Saturday, June 27, 2009
I have been having such a rejuvenating experience in Oklahoma that getting online has been low on my list of priorities. I’ve seen family; friends who are like family; taken a trip to the Wichita Mountains Wildlife Refuge; got a pedicure; done tons of yard work; shopped with a buddy; visited multiple quilt shops; celebrated Father’s Day and other family events; attended the local quilt show (such talent!); and bought dorky his and her coffee cups for the house (Buckaroo and Country Girl - husband picked the out).
Evelyn has found her inner Alpha, ending the debate husband and I have had on the subject. I’ve insisted that she is not cut out for Alpha – she doesn’t want the responsibility and is just waiting for Pearl to grow up. He has insisted that sweet, gentle Evelyn will step up to the plate.

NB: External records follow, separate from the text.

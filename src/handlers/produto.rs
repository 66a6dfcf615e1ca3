// src/handlers/produto.rs
//
// Rotas de produto consumidas pelas outras lojas.

use axum::{
    extract::{Path, State},
    http::StatusCode,
    response::IntoResponse,
    Json,
};
use serde_json::json;

use crate::{
    common::{error::AppError, extract::JsonBody},
    config::AppState,
    middleware::auth::verificar_senha,
    models::{
        produto::{ListaProdutos, Produto},
        transfer::{AtualizarProdutoPayload, CadastroProdutoPayload},
    },
};

// GET /produto/info/{search_term}
#[utoipa::path(
    get,
    path = "/produto/info/{search_term}",
    tag = "Produtos",
    responses(
        (status = 200, description = "Produtos encontrados (com ou sem estoque)", body = ListaProdutos),
        (status = 404, description = "Nenhum produto encontrado")
    ),
    params(("search_term" = String, Path, description = "Nome, código ou código de barras"))
)]
pub async fn produto_info(
    State(app_state): State<AppState>,
    Path(search_term): Path<String>,
) -> Result<impl IntoResponse, AppError> {
    let data = app_state.produto_service.buscar(&search_term, false).await?;
    Ok((StatusCode::OK, Json(ListaProdutos { data })))
}

// GET /produto/{search_term}
#[utoipa::path(
    get,
    path = "/produto/{search_term}",
    tag = "Produtos",
    responses(
        (status = 200, description = "Produtos com estoque positivo", body = ListaProdutos),
        (status = 404, description = "Nenhum produto com estoque")
    ),
    params(("search_term" = String, Path, description = "Nome, código ou código de barras"))
)]
pub async fn produto_com_estoque(
    State(app_state): State<AppState>,
    Path(search_term): Path<String>,
) -> Result<impl IntoResponse, AppError> {
    let data = app_state.produto_service.buscar(&search_term, true).await?;
    Ok((StatusCode::OK, Json(ListaProdutos { data })))
}

// POST /update/produto
#[utoipa::path(
    post,
    path = "/update/produto",
    tag = "Produtos",
    request_body = AtualizarProdutoPayload,
    responses(
        (status = 200, description = "Estoque atualizado", body = Produto),
        (status = 401, description = "Senha incorreta"),
        (status = 404, description = "Produto não encontrado"),
        (status = 409, description = "Estoque já está nesta quantidade")
    )
)]
pub async fn atualizar_produto(
    State(app_state): State<AppState>,
    JsonBody(payload): JsonBody<AtualizarProdutoPayload>,
) -> Result<impl IntoResponse, AppError> {
    verificar_senha(&app_state.config.shared_password, &payload.password)?;

    let produto = app_state
        .produto_service
        .definir_estoque(&payload.barcode, payload.quantity, &payload.user_code)
        .await?;

    tracing::info!(codigo = %produto.codigo, quantidade = %payload.quantity, "Estoque definido");
    Ok((StatusCode::OK, Json(produto)))
}

// POST /produto/cadastro
#[utoipa::path(
    post,
    path = "/produto/cadastro",
    tag = "Produtos",
    request_body = CadastroProdutoPayload,
    responses(
        (status = 201, description = "Produto cadastrado"),
        (status = 401, description = "Senha incorreta"),
        (status = 409, description = "Código já cadastrado")
    )
)]
pub async fn cadastrar_produto(
    State(app_state): State<AppState>,
    JsonBody(payload): JsonBody<CadastroProdutoPayload>,
) -> Result<impl IntoResponse, AppError> {
    verificar_senha(&app_state.config.shared_password, &payload.password)?;

    app_state
        .produto_service
        .cadastrar(&payload.product, &payload.user_code)
        .await?;

    Ok((
        StatusCode::CREATED,
        Json(json!({ "message": "Produto cadastrado com sucesso.", "codigo": payload.product.codigo })),
    ))
}
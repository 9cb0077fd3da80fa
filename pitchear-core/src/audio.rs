//! # Audio Capture Module
//!
//! This module handles real-time audio capture using CPAL (Cross-Platform Audio Library).
//! The input callback is the producer side of the listener: it writes every
//! delivered block straight into the shared [`RingBuffer`].
//!
//! ## Features
//! - Automatic audio device selection
//! - Sample rate negotiation against the device's supported ranges
//! - Mono or interleaved multi-channel input (first channel is kept)

use std::sync::Arc;

use anyhow::{Result, anyhow};
use cpal::SupportedStreamConfigRange;
use cpal::traits::{DeviceTrait, HostTrait, StreamTrait};
use tracing::{info, warn};

use crate::ring_buffer::RingBuffer;

/// A selected input device and the stream configuration to open it with.
pub struct InputDevice {
    device: cpal::Device,
    config: cpal::StreamConfig,
}

impl InputDevice {
    /// Sample rate the stream will deliver, in Hz.
    pub fn sample_rate(&self) -> u32 {
        self.config.sample_rate.0
    }

    pub fn channels(&self) -> u16 {
        self.config.channels
    }
}

/// Selects the default input device and the f32 configuration closest to
/// `target_rate`.
///
/// # Returns
/// * `Ok(input)` - Device and configuration; check `sample_rate()` since the
///   device may not support the requested rate
/// * `Err(e)` - No input device or no f32 input format
pub fn select_input(target_rate: u32) -> Result<InputDevice> {
    let host = cpal::default_host();
    let device = host
        .default_input_device()
        .ok_or_else(|| anyhow!("No input device available"))?;

    let name = device.name()?;
    info!(device = %name, "using audio input device");

    let configs = device.supported_input_configs()?.collect::<Vec<_>>();
    let supported_config = find_supported_config(configs, target_rate)
        .ok_or_else(|| anyhow!("No suitable f32 input format found"))?;

    let rate = target_rate.clamp(
        supported_config.min_sample_rate().0,
        supported_config.max_sample_rate().0,
    );
    let config: cpal::StreamConfig = supported_config.with_sample_rate(cpal::SampleRate(rate)).into();

    info!(sample_rate = rate, channels = config.channels, "selected input format");
    Ok(InputDevice { device, config })
}

/// Opens and starts the input stream, feeding `buffer` from the callback.
///
/// The returned stream must be kept alive for capture to continue.
pub fn start_capture(input: &InputDevice, buffer: Arc<RingBuffer>) -> Result<cpal::Stream> {
    let channels = usize::from(input.config.channels);
    let err_fn = |err| warn!("an error occurred on the audio stream: {}", err);

    let stream = input.device.build_input_stream(
        &input.config,
        move |data: &[f32], _: &cpal::InputCallbackInfo| {
            buffer.write_interleaved(data, channels);
        },
        err_fn,
        None,
    )?;

    stream.play()?;
    Ok(stream)
}

/// Finds the best supported audio configuration for the target sample rate.
///
/// Only 32-bit float formats qualify. Among those, mono is preferred, then
/// the range closest to `target_rate`.
fn find_supported_config(
    configs: Vec<SupportedStreamConfigRange>,
    target_rate: u32,
) -> Option<SupportedStreamConfigRange> {
    configs
        .into_iter()
        .filter(|c| c.sample_format() == cpal::SampleFormat::F32)
        .min_by_key(|c| {
            let (min, max) = (c.min_sample_rate().0, c.max_sample_rate().0);
            let distance = if (min..=max).contains(&target_rate) {
                0
            } else {
                min.abs_diff(target_rate).min(max.abs_diff(target_rate))
            };
            (c.channels() != 1, distance)
        })
}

He, as usual, was right. Evelyn is glorying in being in charge. She is a different Alpha that Jezebel (more no nonsense and protective but far more gentle if that makes any sense) and far kinder that Sapphire. I simply can't see Jezebel being aggressive even if the situation called for it. However, I can see Evelyn tearing someone up if she felt like it was necessary. Pearl troops along after her like the good puppy she is. Oh sure, she challenges her, but it is just puppy play.
For months, Evelyn has seemed to be bonding more strongly to me and now that we are here, she doesn’t want me far from her. She follows me from room to room, whimpers if I wander out in the pasture and leave her in the yard, and nearly broke husband’s leg while hiking in the Wichita Mountains because she wanted to catch up with me. She can leave me to go exploring and chasing butterflies but she wants to know exactly where I am while she is doing it. She jumps up and leaves the ground completely when I come to see her over the fence.

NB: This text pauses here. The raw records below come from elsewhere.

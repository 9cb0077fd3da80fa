//! # Listener Pipeline
//!
//! Glue between the shared ring buffer, the YIN detector and a pitch table.
//! A producer (cpal callback or [`crate::source::spawn_producer`]) writes into
//! [`Listener::buffer`]; the caller invokes [`Listener::listen`] once per
//! frame and gets a fresh [`Reading`].
//!
//! The detector runs on a private copy of the newest window, so the lock on
//! the buffer is only held for the copy.

use std::sync::Arc;

use anyhow::Result;
use serde::Serialize;
use tracing::debug;

use crate::config::ListenerConfig;
use crate::ring_buffer::RingBuffer;
use crate::tuning::{Pitch, PitchTable, cents_deviation};
use crate::yin::{Estimate, YinDetector};

/// One classified reading, produced per caller frame.
#[derive(Debug, Clone, PartialEq, Serialize)]
pub struct Reading {
    /// Detected frequency in Hz, -1 when no pitch was found.
    pub frequency: f32,
    pub confidence: f32,
    /// Nearest table entry (the first entry when nothing was found).
    pub pitch: Pitch,
    pub index: usize,
    /// Deviation from `pitch` in cents; 0 when nothing was found.
    pub cents: f32,
}

impl Reading {
    pub fn is_pitched(&self) -> bool {
        self.frequency > 0.0
    }
}

#[derive(Debug)]
pub struct Listener {
    config: ListenerConfig,
    buffer: Arc<RingBuffer>,
    detector: YinDetector,
    table: PitchTable,
    last_index: Option<usize>,
}

impl Listener {
    /// Validates `config` and builds the buffer and detector.
    pub fn new(config: ListenerConfig, table: PitchTable) -> Result<Self> {
        let detector = YinDetector::from_config(&config)?;
        let buffer = Arc::new(RingBuffer::new(config.buffer_capacity));
        debug!(
            capacity = config.buffer_capacity,
            pitches = table.len(),
            "listener ready"
        );
        Ok(Self {
            config,
            buffer,
            detector,
            table,
            last_index: None,
        })
    }

    /// Shared handle for whatever produces the samples.
    pub fn buffer(&self) -> Arc<RingBuffer> {
        Arc::clone(&self.buffer)
    }

    pub fn config(&self) -> &ListenerConfig {
        &self.config
    }

    pub fn table(&self) -> &PitchTable {
        &self.table
    }

    pub fn detector(&self) -> &YinDetector {
        &self.detector
    }

    /// Analyses the newest window in the buffer and classifies it.
    pub fn listen(&mut self) -> Reading {
        let window = self.buffer.latest(self.config.window_size);
        let estimate = self.detector.estimate(&window);
        self.classify(estimate)
    }

    /// Classifies an estimate against the table.
    pub fn classify(&mut self, estimate: Estimate) -> Reading {
        let (pitch, index) = self.table.nearest(estimate.frequency);
        let cents = if estimate.is_pitched() && pitch.frequency > 0.0 {
            cents_deviation(estimate.frequency, pitch.frequency)
        } else {
            0.0
        };

        if self.last_index != Some(index) {
            debug!(
                pitch = %pitch.name,
                frequency = estimate.frequency,
                confidence = estimate.confidence,
                "pitch changed"
            );
            self.last_index = Some(index);
        }

        Reading {
            frequency: estimate.frequency,
            confidence: estimate.confidence,
            pitch: pitch.clone(),
            index,
            cents,
        }
    }
}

I think about a year ago when we were here and I was heartbroken about the likelihood of losing Jezebel. At that time, Evelyn barely gave me the time of day. I never dreamed that a year later I would still have a dog who adored me and who had wormed her way into my heart so completely – and that the dog would be Evelyn.

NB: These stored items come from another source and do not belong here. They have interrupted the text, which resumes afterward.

use std::thread;
use std::time::Duration;

use pitchear_core::source::{SampleSource, SilenceSource, SineSource, spawn_producer};
use pitchear_core::{DifferenceMethod, Listener, ListenerConfig, PitchTable, Reading};

const SAMPLE_RATE: f32 = 44100.0;

fn config(window_size: usize, buffer_capacity: usize) -> ListenerConfig {
    ListenerConfig {
        sample_rate: SAMPLE_RATE,
        window_size,
        buffer_capacity,
        ..Default::default()
    }
}

/// Feeds `windows` consecutive windows of `source` through the listener,
/// reading once after each.
fn feed(listener: &mut Listener, source: &mut impl SampleSource, windows: usize) -> Vec<Reading> {
    let mut frame = vec![0.0; listener.config().window_size];
    (0..windows)
        .map(|_| {
            source.fill(&mut frame);
            listener.buffer().write(&frame);
            listener.listen()
        })
        .collect()
}

#[test]
fn converges_on_a4_within_two_windows() {
    let mut listener = Listener::new(config(1024, 1024), PitchTable::piano()).unwrap();
    let mut sine = SineSource::new(440.0, 0.7, SAMPLE_RATE);
    let readings = feed(&mut listener, &mut sine, 6);

    for reading in &readings[1..] {
        assert!(
            (reading.frequency - 440.0).abs() < 4.4,
            "estimate {} Hz is not within 1% of 440 Hz",
            reading.frequency
        );
        assert!(reading.confidence > 0.9);
        assert_eq!(reading.pitch.name, "A4");
        assert!(reading.cents.abs() < 17.0);
    }
    for pair in readings[1..].windows(2) {
        assert!((pair[0].frequency - pair[1].frequency).abs() < 2.2, "unstable: {pair:?}");
    }
}

#[test]
fn larger_buffer_uses_newest_window() {
    let mut listener = Listener::new(config(1024, 4096), PitchTable::flute()).unwrap();
    let mut low = SineSource::new(523.25, 0.7, SAMPLE_RATE);
    let mut high = SineSource::new(783.99, 0.7, SAMPLE_RATE);

    let readings = feed(&mut listener, &mut low, 4);
    assert_eq!(readings[3].pitch.name, "c");

    // Only the newest 1024 samples matter once the tone changes.
    let readings = feed(&mut listener, &mut high, 1);
    assert_eq!(readings[0].pitch.name, "g");
}

#[test]
fn fft_difference_end_to_end() {
    let config = ListenerConfig { difference: DifferenceMethod::Fft, ..config(2048, 4096) };
    let mut listener = Listener::new(config, PitchTable::flute()).unwrap();
    let mut sine = SineSource::new(1396.91, 0.5, SAMPLE_RATE);
    let readings = feed(&mut listener, &mut sine, 2);
    assert_eq!(readings[1].pitch.name, "f'");
    assert!(readings[1].confidence > 0.95);
}

#[test]
fn silence_reads_as_pause() {
    let mut listener = Listener::new(config(1024, 2048), PitchTable::flute()).unwrap();
    let readings = feed(&mut listener, &mut SilenceSource, 3);
    for reading in readings {
        assert_eq!((reading.frequency, reading.confidence), (-1.0, 0.0));
        assert!(reading.pitch.is_pause());
        assert_eq!(reading.index, 0);
    }
}

#[test]
fn producer_thread_and_frame_loop() {
    let mut listener = Listener::new(config(2048, 4096), PitchTable::flute()).unwrap();
    let buffer = listener.buffer();
    let producer = spawn_producer(
        SineSource::new(659.25, 0.5, SAMPLE_RATE),
        listener.buffer(),
        512,
        Duration::from_millis(1),
    )
    .unwrap();

    while buffer.samples_written() < buffer.capacity() as u64 {
        thread::sleep(Duration::from_millis(1));
    }

    // A few frames of the caller's loop while the producer keeps writing.
    for _ in 0..5 {
        let reading = listener.listen();
        assert_eq!(reading.pitch.name, "e");
        assert!(reading.confidence > 0.9);
        thread::sleep(Duration::from_millis(2));
    }

    assert!(producer.stop() >= 8);
}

Pearl turns out to be quite the pansy about the heat. She darts from shade to shade once the heat of the day is on us. Seeing her find a place to "go" in the middle of the day is a trip. We have been under a delicious heat dome that kills clouds and bakes the grass hard and brown (I will never seriously complain about Oklahoma summers again – feels like home). Both girls have learned about dancing on hot pavement. You can just see their faces - WHAT IS GOING ON!!?? Evelyn will join us in the yard in the heat of the day - Pearl stays in the shade on the patio and thinks we are nuts. I always said that was the smartest puppy we've had.
Pearl is filling out and beginning to get an elegant look about her. She is SUCH a good puppy. We’ve had comment after comment about how well behaved both girls have been.
The girls have found turtles and toads and bugs and absolutely love the place –Evelyn has smiled nonstop. She loves the ceiling fans and flops down on her back to let them cool her belly. We bought a baby pool for Pearl but although she has been in it a little, she isn’t as crazy about it as we expected. She prefers the air-conditioning.
I brought in her crate over husband’s mild objections but that turned out to be a good decision. She sleeps in there and it has given her a place that feels normal to her. She puts herself to bed and has figured things out. She ate a sofa but other than that, has been pretty close to perfect.
We DON’T want to go back. We want to stay here, so bad. Last year, I was able to keep firmly in mind that it would be years before we returned. This time, I haven’t been able to do that.